Detection of Superoxide

Hydroethidine (Molecular Probes, Eugene, OR, USA), an oxidative fluorescent dye, was used to evaluate in situ levels of superoxide (O2) in epineurial vessels as described previously [2527]. This method provides sensitive detection of O2. Vessel segments from 24-week-old lean rats and untreated and treated ZDF rats were processed and imaged in parallel. The labelled vessels derived from these studies were visualized with a Zeiss LSM 510 laser scanning confocal microscope using 40× objectives. Laser settings were identical for acquisition of all images. Superoxide levels using the aorta were also measured by lucigenin-enhanced chemiluminescence as described previously [30]. Relative light units (RLUs) were measured using a Zylux FB12 luminometre. Background activity was determined and subtracted, and RLU was normalized to surface area.
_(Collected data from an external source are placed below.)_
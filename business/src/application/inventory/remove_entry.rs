use std::sync::Arc;

use async_trait::async_trait;

use crate::domain::inventory::errors::InventoryError;
use crate::domain::inventory::gateway::InventoryGateway;
use crate::domain::inventory::store::InventoryStore;
use crate::domain::inventory::use_cases::remove_entry::RemoveInventoryEntryUseCase;
use crate::domain::logger::Logger;

pub struct RemoveInventoryEntryUseCaseImpl {
    pub gateway: Arc<dyn InventoryGateway>,
    pub store: Arc<InventoryStore>,
    pub logger: Arc<dyn Logger>,
}

#[async_trait]
impl RemoveInventoryEntryUseCase for RemoveInventoryEntryUseCaseImpl {
    async fn execute(&self, id: i64) -> Result<(), InventoryError> {
        self.gateway.remove(id).await?;
        let entries = self.gateway.list().await?;
        self.store.replace(entries);
        self.logger.info(&format!("Inventory entry {} removed", id));
        Ok(())
    }
}
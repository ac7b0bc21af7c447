use async_trait::async_trait;

use crate::domain::purchase::errors::PurchaseError;

/// Deletes a historical record. Inventory materialized at commit time is
/// independent and unaffected.
#[async_trait]
pub trait DeletePurchaseOrderUseCase: Send + Sync {
    async fn execute(&self, order_id: i64) -> Result<(), PurchaseError>;
}
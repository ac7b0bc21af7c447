use serde::{Deserialize, Serialize};

use super::errors::IngredientError;

/// Storage advice for an ingredient, also copied onto inventory entries at
/// stocking time. Transmitted as a small integer on the wire.
#[derive(Debug, Clone, Copy, PartialEq, Eq, Serialize, Deserialize)]
#[serde(rename_all = "snake_case")]
pub enum StorageType {
    RoomTemp,
    Refrigerated,
    Frozen,
}

impl StorageType {
    pub fn code(self) -> i32 {
        match self {
            StorageType::RoomTemp => 0,
            StorageType::Refrigerated => 1,
            StorageType::Frozen => 2,
        }
    }

    pub fn from_code(code: i32) -> Option<Self> {
        match code {
            0 => Some(StorageType::RoomTemp),
            1 => Some(StorageType::Refrigerated),
            2 => Some(StorageType::Frozen),
            _ => None,
        }
    }
}

impl std::fmt::Display for StorageType {
    fn fmt(&self, f: &mut std::fmt::Formatter<'_>) -> std::fmt::Result {
        match self {
            StorageType::RoomTemp => write!(f, "room_temp"),
            StorageType::Refrigerated => write!(f, "refrigerated"),
            StorageType::Frozen => write!(f, "frozen"),
        }
    }
}

impl std::str::FromStr for StorageType {
    type Err = String;

    fn from_str(s: &str) -> Result<Self, Self::Err> {
        match s {
            "room_temp" => Ok(StorageType::RoomTemp),
            "refrigerated" => Ok(StorageType::Refrigerated),
            "frozen" => Ok(StorageType::Frozen),
            _ => Err(format!("Invalid storage type: {}", s)),
        }
    }
}

#[derive(Debug, Clone, Copy, PartialEq, Eq, Serialize, Deserialize)]
#[serde(rename_all = "snake_case")]
pub enum IngredientCategory {
    Fruit,
    Vegetable,
    Meat,
    Carb,
    Spice,
}

impl IngredientCategory {
    pub fn code(self) -> i32 {
        match self {
            IngredientCategory::Fruit => 0,
            IngredientCategory::Vegetable => 1,
            IngredientCategory::Meat => 2,
            IngredientCategory::Carb => 3,
            IngredientCategory::Spice => 4,
        }
    }

    pub fn from_code(code: i32) -> Option<Self> {
        match code {
            0 => Some(IngredientCategory::Fruit),
            1 => Some(IngredientCategory::Vegetable),
            2 => Some(IngredientCategory::Meat),
            3 => Some(IngredientCategory::Carb),
            4 => Some(IngredientCategory::Spice),
            _ => None,
        }
    }

    pub const ALL: [IngredientCategory; 5] = [
        IngredientCategory::Fruit,
        IngredientCategory::Vegetable,
        IngredientCategory::Meat,
        IngredientCategory::Carb,
        IngredientCategory::Spice,
    ];
}

impl std::fmt::Display for IngredientCategory {
    fn fmt(&self, f: &mut std::fmt::Formatter<'_>) -> std::fmt::Result {
        match self {
            IngredientCategory::Fruit => write!(f, "fruit"),
            IngredientCategory::Vegetable => write!(f, "vegetable"),
            IngredientCategory::Meat => write!(f, "meat"),
            IngredientCategory::Carb => write!(f, "carb"),
            IngredientCategory::Spice => write!(f, "spice"),
        }
    }
}

impl std::str::FromStr for IngredientCategory {
    type Err = String;

    fn from_str(s: &str) -> Result<Self, Self::Err> {
        match s {
            "fruit" => Ok(IngredientCategory::Fruit),
            "vegetable" => Ok(IngredientCategory::Vegetable),
            "meat" => Ok(IngredientCategory::Meat),
            "carb" => Ok(IngredientCategory::Carb),
            "spice" => Ok(IngredientCategory::Spice),
            _ => Err(format!("Invalid ingredient category: {}", s)),
        }
    }
}

/// Catalog metadata for an ingredient. Referenced by id from inventory,
/// recipes and the cart; never embedded.
#[derive(Debug, Clone, PartialEq)]
pub struct Ingredient {
    pub id: i64,
    pub name: String,
    pub category: IngredientCategory,
    pub shelf_life_days: i64,
    pub storage_type: StorageType,
    pub image_url: Option<String>,
}

/// Payload for creating or updating a catalog entry; the backend assigns ids.
#[derive(Debug, Clone)]
pub struct IngredientDraft {
    pub name: String,
    pub category: IngredientCategory,
    pub shelf_life_days: i64,
    pub storage_type: StorageType,
    pub image_url: Option<String>,
}

impl IngredientDraft {
    pub fn new(
        name: String,
        category: IngredientCategory,
        shelf_life_days: i64,
        storage_type: StorageType,
        image_url: Option<String>,
    ) -> Result<Self, IngredientError> {
        if name.trim().is_empty() {
            return Err(IngredientError::NameEmpty);
        }
        if shelf_life_days <= 0 {
            return Err(IngredientError::ShelfLifeNotPositive);
        }

        Ok(Self {
            name,
            category,
            shelf_life_days,
            storage_type,
            image_url,
        })
    }
}

impl Ingredient {
    /// Constructor for data already held by the backend (no validation).
    pub fn from_gateway(
        id: i64,
        name: String,
        category: IngredientCategory,
        shelf_life_days: i64,
        storage_type: StorageType,
        image_url: Option<String>,
    ) -> Self {
        Self {
            id,
            name,
            category,
            shelf_life_days,
            storage_type,
            image_url,
        }
    }
}

#[cfg(test)]
mod tests {
    use super::*;

    #[test]
    fn should_create_draft_when_fields_valid() {
        let result = IngredientDraft::new(
            "Tomato".to_string(),
            IngredientCategory::Vegetable,
            7,
            StorageType::Refrigerated,
            None,
        );

        assert!(result.is_ok());
        let draft = result.unwrap();
        assert_eq!(draft.name, "Tomato");
        assert_eq!(draft.shelf_life_days, 7);
    }

    #[test]
    fn should_reject_when_name_empty() {
        let result = IngredientDraft::new(
            "   ".to_string(),
            IngredientCategory::Fruit,
            3,
            StorageType::RoomTemp,
            None,
        );

        assert!(matches!(result.unwrap_err(), IngredientError::NameEmpty));
    }

    #[test]
    fn should_reject_when_shelf_life_not_positive() {
        let result = IngredientDraft::new(
            "Milk".to_string(),
            IngredientCategory::Carb,
            0,
            StorageType::Refrigerated,
            None,
        );

        assert!(matches!(
            result.unwrap_err(),
            IngredientError::ShelfLifeNotPositive
        ));
    }

    #[test]
    fn should_round_trip_category_codes() {
        for category in IngredientCategory::ALL {
            assert_eq!(
                IngredientCategory::from_code(category.code()),
                Some(category)
            );
        }
        assert_eq!(IngredientCategory::from_code(5), None);
    }

    #[test]
    fn should_round_trip_storage_codes() {
        for storage in [
            StorageType::RoomTemp,
            StorageType::Refrigerated,
            StorageType::Frozen,
        ] {
            assert_eq!(StorageType::from_code(storage.code()), Some(storage));
        }
        assert_eq!(StorageType::from_code(-1), None);
    }

    #[test]
    fn should_round_trip_labels() {
        for category in IngredientCategory::ALL {
            let label = category.to_string();
            assert_eq!(label.parse::<IngredientCategory>(), Ok(category));
        }
    }
}
use std::collections::{HashMap, HashSet};
use std::sync::RwLock;

use crate::domain::catalog::cache::CatalogCache;
use crate::domain::ingredient::model::Ingredient;

use super::model::PurchaseOrderItem;

/// One displayable shopping-list row: the resolved ingredient plus the names
/// of the recipes that want it.
#[derive(Debug, Clone, PartialEq)]
pub struct ShoppingEntry {
    pub ingredient: Ingredient,
    pub recipe_names: Vec<String>,
}

/// Client-derived projection of the Draft cart. Never persisted; recomputed
/// whenever the cart or the catalog changes.
#[derive(Debug, Clone, Default, PartialEq)]
pub struct ShoppingList {
    entries: Vec<ShoppingEntry>,
}

impl ShoppingList {
    /// Joins cart lines against the catalog. One entry per distinct
    /// ingredient id; lines whose id does not resolve are dropped silently
    /// rather than blocking the view on a dangling reference.
    pub fn project(
        items: &[PurchaseOrderItem],
        catalog: &CatalogCache,
        selected_recipes: &[i64],
    ) -> Self {
        let recipe_names_by_ingredient = recipe_names_by_ingredient(catalog, selected_recipes);

        let mut seen: HashSet<i64> = HashSet::new();
        let mut entries: Vec<ShoppingEntry> = Vec::new();
        for item in items {
            if !seen.insert(item.ingredient_id) {
                continue;
            }
            let Some(ingredient) = catalog.ingredient(item.ingredient_id) else {
                continue;
            };
            let recipe_names = recipe_names_by_ingredient
                .get(&item.ingredient_id)
                .cloned()
                .unwrap_or_default();
            entries.push(ShoppingEntry {
                ingredient,
                recipe_names,
            });
        }

        Self { entries }
    }

    pub fn entries(&self) -> &[ShoppingEntry] {
        &self.entries
    }

    pub fn len(&self) -> usize {
        self.entries.len()
    }

    pub fn is_empty(&self) -> bool {
        self.entries.is_empty()
    }

    pub fn contains(&self, ingredient_id: i64) -> bool {
        self.entries
            .iter()
            .any(|entry| entry.ingredient.id == ingredient_id)
    }
}

fn recipe_names_by_ingredient(
    catalog: &CatalogCache,
    selected_recipes: &[i64],
) -> HashMap<i64, Vec<String>> {
    let mut names: HashMap<i64, Vec<String>> = HashMap::new();
    for recipe_id in selected_recipes {
        let Some(recipe) = catalog.recipe(*recipe_id) else {
            continue;
        };
        for ingredient_id in &recipe.ingredient_ids {
            names
                .entry(*ingredient_id)
                .or_default()
                .push(recipe.name.clone());
        }
    }
    names
}

/// Holder for the current projection. Replaced only from an authoritative
/// refresh; a failed mutation leaves the previous view visible.
#[derive(Debug, Default)]
pub struct ShoppingListStore {
    current: RwLock<ShoppingList>,
}

impl ShoppingListStore {
    pub fn new() -> Self {
        Self::default()
    }

    pub fn replace(&self, list: ShoppingList) {
        if let Ok(mut current) = self.current.write() {
            *current = list;
        }
    }

    pub fn current(&self) -> ShoppingList {
        self.current
            .read()
            .map(|current| current.clone())
            .unwrap_or_default()
    }

    pub fn is_empty(&self) -> bool {
        self.current
            .read()
            .map(|current| current.is_empty())
            .unwrap_or(true)
    }

    pub fn len(&self) -> usize {
        self.current.read().map(|current| current.len()).unwrap_or(0)
    }
}

#[cfg(test)]
mod tests {
    use super::*;
    use crate::domain::ingredient::model::{IngredientCategory, StorageType};
    use crate::domain::recipe::model::{Recipe, RecipeType};

    fn ingredient(id: i64, name: &str) -> Ingredient {
        Ingredient::from_gateway(
            id,
            name.to_string(),
            IngredientCategory::Vegetable,
            5,
            StorageType::Refrigerated,
            None,
        )
    }

    fn item(ingredient_id: i64, name: &str) -> PurchaseOrderItem {
        PurchaseOrderItem {
            ingredient_id,
            ingredient_name: name.to_string(),
        }
    }

    fn catalog_with(ingredients: Vec<Ingredient>) -> CatalogCache {
        let catalog = CatalogCache::new();
        catalog.replace_ingredients(ingredients);
        catalog
    }

    #[test]
    fn should_keep_one_entry_per_ingredient_id() {
        let catalog = catalog_with(vec![ingredient(1, "Tomato"), ingredient(2, "Leek")]);
        let items = vec![item(1, "Tomato"), item(2, "Leek"), item(1, "Tomato")];

        let list = ShoppingList::project(&items, &catalog, &[]);

        assert_eq!(list.len(), 2);
        assert!(list.contains(1));
        assert!(list.contains(2));
    }

    #[test]
    fn should_drop_entries_with_unresolvable_ingredient() {
        let catalog = catalog_with(vec![ingredient(1, "Tomato")]);
        let items = vec![item(1, "Tomato"), item(99, "Ghost")];

        let list = ShoppingList::project(&items, &catalog, &[]);

        assert_eq!(list.len(), 1);
        assert!(!list.contains(99));
    }

    #[test]
    fn should_attach_selected_recipe_names() {
        let catalog = catalog_with(vec![ingredient(1, "Tomato"), ingredient(2, "Leek")]);
        catalog.replace_recipes(vec![Recipe::from_gateway(
            7,
            "Tomato soup".to_string(),
            RecipeType::Quick,
            String::new(),
            None,
            vec![1],
        )]);
        let items = vec![item(1, "Tomato"), item(2, "Leek")];

        let list = ShoppingList::project(&items, &catalog, &[7]);

        let tomato = &list.entries()[0];
        assert_eq!(tomato.recipe_names, vec!["Tomato soup".to_string()]);
        assert!(list.entries()[1].recipe_names.is_empty());
    }

    #[test]
    fn should_replace_store_snapshot_wholesale() {
        let catalog = catalog_with(vec![ingredient(1, "Tomato")]);
        let store = ShoppingListStore::new();
        assert!(store.is_empty());

        store.replace(ShoppingList::project(
            &[item(1, "Tomato")],
            &catalog,
            &[],
        ));

        assert_eq!(store.len(), 1);
        assert!(store.current().contains(1));
    }
}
Immunohistochemistry for NEP

We analysed for NEP by immunohistochemical staining 10-μm sections of epineurial arterioles. We generally followed the methods described previously [13]. Epineurial arterioles were collected as described above with minimal preparation, embedded in Tissue-Tek O.C.T. compound (Sakura Finetek, Torrance, CA, USA) and sectioned. These sections were then incubated with the primary antibody 40 μg/ml [anti-CD-10 rabbit polyclonal immunoglobulin G (IgG) (Santa Cruz Biotechnology, Santa Cruz, CA, USA)] for 16 h in 0.01-M phosphate-buffered saline containing 0.1% bovine serum albumin and 0.1% triton-X 100. The sections were washed and then incubated with the secondary antibody Alexa Fluor-546-conjugated IgG in buffer for 2 h (Molecular Probes). Following this incubation, vessels were washed with 0.01 M phosphate-buffered saline, water and mounted with VectorShield. The sections were then visualized using an Olympus IX71 inverted research microscope. For a negative control, the incubation step with the primary antibody was omitted. Optimal settings for the microscope and exposure was determined and left constant for recording of all the samples. Pixel intensity for NEP immunostaining was determined for each vessel segment and averaged for each condition.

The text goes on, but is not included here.